Task =>
Below are several entries. Transcribe exactly those lines that fall from the one with "use tracing::debug;" through the one with "fn typed(&self, repo_type: RepoType)", end lines included.

Recorded information =>
-=-=-
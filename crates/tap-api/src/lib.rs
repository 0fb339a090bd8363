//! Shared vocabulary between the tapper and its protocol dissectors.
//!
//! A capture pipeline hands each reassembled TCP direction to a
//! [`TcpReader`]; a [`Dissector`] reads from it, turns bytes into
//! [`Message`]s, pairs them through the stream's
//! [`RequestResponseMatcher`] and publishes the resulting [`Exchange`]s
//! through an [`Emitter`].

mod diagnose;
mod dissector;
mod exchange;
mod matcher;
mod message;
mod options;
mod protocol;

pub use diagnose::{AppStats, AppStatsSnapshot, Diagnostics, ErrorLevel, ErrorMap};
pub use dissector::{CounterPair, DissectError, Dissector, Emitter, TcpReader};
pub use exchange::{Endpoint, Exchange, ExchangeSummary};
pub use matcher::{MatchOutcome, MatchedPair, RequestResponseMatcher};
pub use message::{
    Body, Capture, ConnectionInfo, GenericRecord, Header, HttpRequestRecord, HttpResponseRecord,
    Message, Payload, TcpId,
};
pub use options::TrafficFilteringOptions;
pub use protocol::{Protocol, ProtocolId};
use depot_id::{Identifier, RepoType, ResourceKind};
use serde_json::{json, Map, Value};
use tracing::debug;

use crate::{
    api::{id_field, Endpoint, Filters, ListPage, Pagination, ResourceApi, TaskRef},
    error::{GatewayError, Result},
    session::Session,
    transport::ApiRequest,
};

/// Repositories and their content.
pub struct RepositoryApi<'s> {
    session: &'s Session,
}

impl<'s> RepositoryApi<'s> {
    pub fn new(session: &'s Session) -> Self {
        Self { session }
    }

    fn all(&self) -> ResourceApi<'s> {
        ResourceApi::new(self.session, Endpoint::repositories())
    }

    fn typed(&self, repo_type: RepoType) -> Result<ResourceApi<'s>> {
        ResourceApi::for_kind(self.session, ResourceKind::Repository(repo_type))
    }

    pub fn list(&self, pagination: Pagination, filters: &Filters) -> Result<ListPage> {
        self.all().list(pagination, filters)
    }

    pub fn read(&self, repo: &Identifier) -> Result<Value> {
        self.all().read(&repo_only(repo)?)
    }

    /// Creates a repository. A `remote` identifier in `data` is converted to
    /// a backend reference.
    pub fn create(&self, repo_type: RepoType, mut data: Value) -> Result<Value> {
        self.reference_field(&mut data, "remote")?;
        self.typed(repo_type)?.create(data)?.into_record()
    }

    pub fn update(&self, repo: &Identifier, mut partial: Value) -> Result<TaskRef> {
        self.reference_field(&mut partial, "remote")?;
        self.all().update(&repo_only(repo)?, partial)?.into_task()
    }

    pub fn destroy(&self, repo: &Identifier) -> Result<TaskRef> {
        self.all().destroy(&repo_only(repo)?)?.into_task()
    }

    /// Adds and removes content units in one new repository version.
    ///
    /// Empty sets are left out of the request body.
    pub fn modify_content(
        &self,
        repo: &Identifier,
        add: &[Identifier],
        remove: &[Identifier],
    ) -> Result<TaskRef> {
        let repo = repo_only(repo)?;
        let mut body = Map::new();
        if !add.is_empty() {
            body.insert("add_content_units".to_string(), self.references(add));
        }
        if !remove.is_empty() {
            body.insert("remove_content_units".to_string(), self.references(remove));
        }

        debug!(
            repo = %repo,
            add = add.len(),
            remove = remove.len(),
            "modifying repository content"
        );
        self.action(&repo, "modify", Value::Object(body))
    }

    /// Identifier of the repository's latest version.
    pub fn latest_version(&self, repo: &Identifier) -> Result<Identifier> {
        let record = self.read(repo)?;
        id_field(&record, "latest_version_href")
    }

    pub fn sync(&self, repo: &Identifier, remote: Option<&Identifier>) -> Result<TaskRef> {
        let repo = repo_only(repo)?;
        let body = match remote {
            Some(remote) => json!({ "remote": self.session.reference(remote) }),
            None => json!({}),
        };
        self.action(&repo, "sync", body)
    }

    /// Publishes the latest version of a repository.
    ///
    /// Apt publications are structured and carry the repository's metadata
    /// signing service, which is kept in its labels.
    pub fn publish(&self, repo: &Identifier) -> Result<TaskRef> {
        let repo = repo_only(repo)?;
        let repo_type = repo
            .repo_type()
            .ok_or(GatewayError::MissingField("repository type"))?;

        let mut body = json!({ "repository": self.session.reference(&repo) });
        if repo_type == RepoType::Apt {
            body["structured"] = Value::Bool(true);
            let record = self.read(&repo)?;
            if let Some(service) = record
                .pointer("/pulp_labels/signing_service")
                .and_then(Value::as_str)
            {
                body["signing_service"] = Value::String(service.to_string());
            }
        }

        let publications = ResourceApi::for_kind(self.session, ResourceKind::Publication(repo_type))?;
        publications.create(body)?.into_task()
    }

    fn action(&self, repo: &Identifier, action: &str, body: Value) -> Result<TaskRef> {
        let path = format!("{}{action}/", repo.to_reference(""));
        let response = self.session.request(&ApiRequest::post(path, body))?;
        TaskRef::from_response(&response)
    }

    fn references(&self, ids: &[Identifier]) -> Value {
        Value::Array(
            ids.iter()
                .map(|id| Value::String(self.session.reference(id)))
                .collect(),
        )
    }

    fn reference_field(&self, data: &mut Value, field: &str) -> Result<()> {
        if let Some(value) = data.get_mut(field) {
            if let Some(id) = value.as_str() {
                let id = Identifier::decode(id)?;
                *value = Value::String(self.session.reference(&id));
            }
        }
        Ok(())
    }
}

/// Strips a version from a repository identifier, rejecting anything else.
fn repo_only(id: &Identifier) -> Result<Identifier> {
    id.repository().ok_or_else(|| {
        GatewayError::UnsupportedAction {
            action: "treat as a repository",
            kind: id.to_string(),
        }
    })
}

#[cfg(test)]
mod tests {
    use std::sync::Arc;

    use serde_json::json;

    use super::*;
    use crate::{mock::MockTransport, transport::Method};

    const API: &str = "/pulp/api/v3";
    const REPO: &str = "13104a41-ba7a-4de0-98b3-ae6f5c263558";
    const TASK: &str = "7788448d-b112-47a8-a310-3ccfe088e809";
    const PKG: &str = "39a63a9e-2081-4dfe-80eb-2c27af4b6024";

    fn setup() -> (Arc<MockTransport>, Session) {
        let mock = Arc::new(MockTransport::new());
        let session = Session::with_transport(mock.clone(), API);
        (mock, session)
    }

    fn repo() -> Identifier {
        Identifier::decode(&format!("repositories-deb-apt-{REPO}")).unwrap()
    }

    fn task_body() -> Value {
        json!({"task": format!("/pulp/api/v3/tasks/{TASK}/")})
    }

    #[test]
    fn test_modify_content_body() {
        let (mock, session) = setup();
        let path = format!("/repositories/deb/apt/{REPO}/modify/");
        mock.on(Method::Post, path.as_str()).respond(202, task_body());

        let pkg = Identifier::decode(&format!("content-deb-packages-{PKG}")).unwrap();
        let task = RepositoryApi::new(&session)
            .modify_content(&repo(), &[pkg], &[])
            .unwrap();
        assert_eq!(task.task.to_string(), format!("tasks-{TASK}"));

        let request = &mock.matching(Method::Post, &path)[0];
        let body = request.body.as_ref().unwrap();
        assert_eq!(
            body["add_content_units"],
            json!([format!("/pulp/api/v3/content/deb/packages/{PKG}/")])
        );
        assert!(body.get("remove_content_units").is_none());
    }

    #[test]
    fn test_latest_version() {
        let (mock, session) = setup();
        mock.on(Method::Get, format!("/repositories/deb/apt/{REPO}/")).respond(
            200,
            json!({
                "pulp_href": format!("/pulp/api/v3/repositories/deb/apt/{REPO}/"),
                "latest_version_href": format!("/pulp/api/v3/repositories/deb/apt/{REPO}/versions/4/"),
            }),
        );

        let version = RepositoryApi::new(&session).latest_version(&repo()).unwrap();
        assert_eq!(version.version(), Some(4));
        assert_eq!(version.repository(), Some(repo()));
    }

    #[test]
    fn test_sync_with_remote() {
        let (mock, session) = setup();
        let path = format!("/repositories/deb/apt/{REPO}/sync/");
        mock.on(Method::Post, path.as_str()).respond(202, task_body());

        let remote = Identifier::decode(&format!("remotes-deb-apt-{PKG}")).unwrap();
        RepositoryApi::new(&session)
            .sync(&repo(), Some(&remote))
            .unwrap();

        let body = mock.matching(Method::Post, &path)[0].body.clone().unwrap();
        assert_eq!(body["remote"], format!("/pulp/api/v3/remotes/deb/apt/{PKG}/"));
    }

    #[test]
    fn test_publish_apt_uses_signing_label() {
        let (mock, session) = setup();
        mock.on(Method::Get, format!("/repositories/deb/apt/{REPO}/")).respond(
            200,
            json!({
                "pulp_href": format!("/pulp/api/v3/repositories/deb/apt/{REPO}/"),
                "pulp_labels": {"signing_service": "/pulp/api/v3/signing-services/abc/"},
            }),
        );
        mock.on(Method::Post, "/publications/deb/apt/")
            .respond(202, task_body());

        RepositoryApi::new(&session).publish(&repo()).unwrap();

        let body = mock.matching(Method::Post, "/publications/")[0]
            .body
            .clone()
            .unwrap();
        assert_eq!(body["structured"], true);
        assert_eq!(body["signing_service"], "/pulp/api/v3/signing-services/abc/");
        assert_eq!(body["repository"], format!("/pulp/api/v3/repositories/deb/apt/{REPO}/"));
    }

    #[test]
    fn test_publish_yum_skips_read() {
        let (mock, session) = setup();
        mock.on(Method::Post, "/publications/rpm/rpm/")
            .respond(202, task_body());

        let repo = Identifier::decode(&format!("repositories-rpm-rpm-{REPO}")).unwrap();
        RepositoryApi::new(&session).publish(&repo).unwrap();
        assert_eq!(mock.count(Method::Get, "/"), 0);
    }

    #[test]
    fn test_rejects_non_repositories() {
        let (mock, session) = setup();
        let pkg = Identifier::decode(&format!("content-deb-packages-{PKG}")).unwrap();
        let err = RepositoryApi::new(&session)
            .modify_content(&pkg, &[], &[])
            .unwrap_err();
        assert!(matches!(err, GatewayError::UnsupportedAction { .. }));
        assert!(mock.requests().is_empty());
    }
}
-=-=-
Output =>
use tracing::debug;

use crate::{
    api::{id_field, Endpoint, Filters, ListPage, Pagination, ResourceApi, TaskRef},
    error::{GatewayError, Result},
    session::Session,
    transport::ApiRequest,
};

/// Repositories and their content.
pub struct RepositoryApi<'s> {
    session: &'s Session,
}

impl<'s> RepositoryApi<'s> {
    pub fn new(session: &'s Session) -> Self {
        Self { session }
    }

    fn all(&self) -> ResourceApi<'s> {
        ResourceApi::new(self.session, Endpoint::repositories())
    }

    fn typed(&self, repo_type: RepoType) -> Result<ResourceApi<'s>> {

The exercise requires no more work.